- Task description: Read the listing below and copy out each line where the word "BackendResult" occurs.

- Data for the task:
╭──
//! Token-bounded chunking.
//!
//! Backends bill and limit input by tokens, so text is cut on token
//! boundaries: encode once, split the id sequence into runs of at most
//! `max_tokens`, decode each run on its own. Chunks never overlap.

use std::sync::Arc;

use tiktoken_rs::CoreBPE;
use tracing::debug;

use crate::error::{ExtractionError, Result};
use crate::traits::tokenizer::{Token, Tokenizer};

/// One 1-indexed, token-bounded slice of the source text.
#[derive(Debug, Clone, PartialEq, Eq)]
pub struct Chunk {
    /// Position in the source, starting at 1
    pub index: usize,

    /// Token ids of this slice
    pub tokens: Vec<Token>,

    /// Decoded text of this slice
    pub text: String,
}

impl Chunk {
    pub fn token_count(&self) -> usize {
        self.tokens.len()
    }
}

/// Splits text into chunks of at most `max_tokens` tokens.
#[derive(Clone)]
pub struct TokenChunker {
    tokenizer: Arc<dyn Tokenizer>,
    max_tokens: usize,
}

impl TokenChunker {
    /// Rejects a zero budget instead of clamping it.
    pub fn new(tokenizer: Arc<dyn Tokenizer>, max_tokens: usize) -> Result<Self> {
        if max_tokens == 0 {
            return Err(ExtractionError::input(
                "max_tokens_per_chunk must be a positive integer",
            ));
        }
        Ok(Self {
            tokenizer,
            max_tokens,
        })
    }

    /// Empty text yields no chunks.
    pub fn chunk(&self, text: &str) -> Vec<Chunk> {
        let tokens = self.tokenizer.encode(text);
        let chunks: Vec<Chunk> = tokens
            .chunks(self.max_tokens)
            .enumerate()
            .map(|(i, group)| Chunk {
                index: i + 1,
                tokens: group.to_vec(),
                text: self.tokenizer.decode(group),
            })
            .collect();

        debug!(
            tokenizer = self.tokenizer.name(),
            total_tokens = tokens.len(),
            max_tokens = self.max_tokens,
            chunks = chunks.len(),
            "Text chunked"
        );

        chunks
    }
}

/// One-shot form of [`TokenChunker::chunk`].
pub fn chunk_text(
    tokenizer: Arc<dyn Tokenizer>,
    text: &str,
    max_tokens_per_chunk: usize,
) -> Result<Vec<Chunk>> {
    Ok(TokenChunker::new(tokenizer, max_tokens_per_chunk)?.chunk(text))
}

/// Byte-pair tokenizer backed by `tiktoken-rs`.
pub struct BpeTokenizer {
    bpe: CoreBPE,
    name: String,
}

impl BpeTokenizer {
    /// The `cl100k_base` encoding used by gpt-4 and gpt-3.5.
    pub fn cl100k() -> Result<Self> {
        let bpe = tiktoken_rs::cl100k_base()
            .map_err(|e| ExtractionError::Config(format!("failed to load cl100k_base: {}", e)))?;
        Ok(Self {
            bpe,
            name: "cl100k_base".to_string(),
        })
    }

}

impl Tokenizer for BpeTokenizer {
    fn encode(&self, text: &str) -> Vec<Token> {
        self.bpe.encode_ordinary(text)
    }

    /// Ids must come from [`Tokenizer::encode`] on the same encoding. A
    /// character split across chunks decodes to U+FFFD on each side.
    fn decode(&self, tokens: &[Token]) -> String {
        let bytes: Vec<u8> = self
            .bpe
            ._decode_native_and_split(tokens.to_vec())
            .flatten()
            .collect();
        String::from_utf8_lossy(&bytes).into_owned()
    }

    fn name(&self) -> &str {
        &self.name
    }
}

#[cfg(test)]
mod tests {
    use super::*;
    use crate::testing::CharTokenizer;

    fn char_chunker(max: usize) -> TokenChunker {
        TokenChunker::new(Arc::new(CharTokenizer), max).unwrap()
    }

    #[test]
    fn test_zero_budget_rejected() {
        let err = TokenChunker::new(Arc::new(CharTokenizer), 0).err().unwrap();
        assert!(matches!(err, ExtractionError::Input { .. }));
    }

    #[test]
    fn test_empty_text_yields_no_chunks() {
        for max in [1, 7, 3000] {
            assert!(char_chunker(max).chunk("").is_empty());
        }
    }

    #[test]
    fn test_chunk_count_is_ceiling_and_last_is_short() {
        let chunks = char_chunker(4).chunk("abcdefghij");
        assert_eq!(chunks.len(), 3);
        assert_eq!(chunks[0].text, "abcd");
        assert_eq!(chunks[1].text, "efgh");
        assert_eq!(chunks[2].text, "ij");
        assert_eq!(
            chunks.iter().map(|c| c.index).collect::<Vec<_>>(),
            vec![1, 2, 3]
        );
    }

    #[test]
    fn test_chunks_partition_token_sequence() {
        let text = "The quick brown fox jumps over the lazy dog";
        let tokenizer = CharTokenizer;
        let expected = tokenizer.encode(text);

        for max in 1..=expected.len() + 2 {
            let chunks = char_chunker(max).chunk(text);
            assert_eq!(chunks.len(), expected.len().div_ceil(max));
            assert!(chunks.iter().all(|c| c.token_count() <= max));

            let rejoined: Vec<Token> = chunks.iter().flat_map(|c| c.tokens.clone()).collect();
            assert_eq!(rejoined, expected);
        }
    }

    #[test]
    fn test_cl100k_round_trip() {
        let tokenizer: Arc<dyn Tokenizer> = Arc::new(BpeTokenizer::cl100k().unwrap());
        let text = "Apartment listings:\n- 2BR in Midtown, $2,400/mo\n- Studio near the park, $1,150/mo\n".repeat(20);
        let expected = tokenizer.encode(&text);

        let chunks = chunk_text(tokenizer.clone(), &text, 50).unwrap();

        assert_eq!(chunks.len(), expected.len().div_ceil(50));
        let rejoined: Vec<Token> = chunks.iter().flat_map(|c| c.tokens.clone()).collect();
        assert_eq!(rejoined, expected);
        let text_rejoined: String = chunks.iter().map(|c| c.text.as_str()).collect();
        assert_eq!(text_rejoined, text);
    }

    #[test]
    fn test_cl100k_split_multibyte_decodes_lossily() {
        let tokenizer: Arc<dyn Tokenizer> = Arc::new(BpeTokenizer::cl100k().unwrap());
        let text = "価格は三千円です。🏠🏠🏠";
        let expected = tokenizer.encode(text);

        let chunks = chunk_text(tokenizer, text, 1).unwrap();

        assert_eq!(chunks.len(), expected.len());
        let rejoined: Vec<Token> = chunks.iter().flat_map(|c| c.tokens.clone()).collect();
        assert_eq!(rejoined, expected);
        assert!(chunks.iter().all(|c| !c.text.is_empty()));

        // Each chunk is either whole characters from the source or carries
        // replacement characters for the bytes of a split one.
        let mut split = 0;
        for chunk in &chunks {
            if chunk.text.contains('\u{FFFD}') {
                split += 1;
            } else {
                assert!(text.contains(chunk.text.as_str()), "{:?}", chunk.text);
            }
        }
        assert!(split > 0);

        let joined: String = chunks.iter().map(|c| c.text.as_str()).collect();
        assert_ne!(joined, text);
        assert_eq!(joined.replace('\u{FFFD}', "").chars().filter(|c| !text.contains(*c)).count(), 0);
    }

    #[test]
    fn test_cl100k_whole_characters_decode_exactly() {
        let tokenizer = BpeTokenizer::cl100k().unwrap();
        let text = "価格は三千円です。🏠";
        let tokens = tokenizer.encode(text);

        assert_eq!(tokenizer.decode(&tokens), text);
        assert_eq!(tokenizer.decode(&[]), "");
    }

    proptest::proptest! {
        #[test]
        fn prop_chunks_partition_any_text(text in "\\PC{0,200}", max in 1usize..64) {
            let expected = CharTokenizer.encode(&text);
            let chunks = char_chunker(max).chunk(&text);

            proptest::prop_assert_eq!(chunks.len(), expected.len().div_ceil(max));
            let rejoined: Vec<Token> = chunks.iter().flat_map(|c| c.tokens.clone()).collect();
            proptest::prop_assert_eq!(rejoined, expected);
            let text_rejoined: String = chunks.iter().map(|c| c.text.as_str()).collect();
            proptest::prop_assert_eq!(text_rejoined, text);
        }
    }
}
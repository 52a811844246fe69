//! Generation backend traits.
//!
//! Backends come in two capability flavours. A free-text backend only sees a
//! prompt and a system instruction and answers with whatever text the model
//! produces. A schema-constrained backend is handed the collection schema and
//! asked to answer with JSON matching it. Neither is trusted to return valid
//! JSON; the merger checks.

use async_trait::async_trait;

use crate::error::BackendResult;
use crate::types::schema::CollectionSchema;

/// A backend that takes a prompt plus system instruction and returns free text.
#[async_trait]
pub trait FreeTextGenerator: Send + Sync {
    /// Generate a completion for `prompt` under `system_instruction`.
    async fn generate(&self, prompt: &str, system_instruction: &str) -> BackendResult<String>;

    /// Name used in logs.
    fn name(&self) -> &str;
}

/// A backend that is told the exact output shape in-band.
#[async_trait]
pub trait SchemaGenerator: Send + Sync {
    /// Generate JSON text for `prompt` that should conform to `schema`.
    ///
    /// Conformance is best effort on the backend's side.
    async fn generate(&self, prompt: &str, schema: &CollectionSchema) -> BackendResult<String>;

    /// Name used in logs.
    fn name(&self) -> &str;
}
╰──
- Response area:
use crate::error::BackendResult;
    async fn generate(&self, prompt: &str, system_instruction: &str) -> BackendResult<String>;
    async fn generate(&self, prompt: &str, schema: &CollectionSchema) -> BackendResult<String>;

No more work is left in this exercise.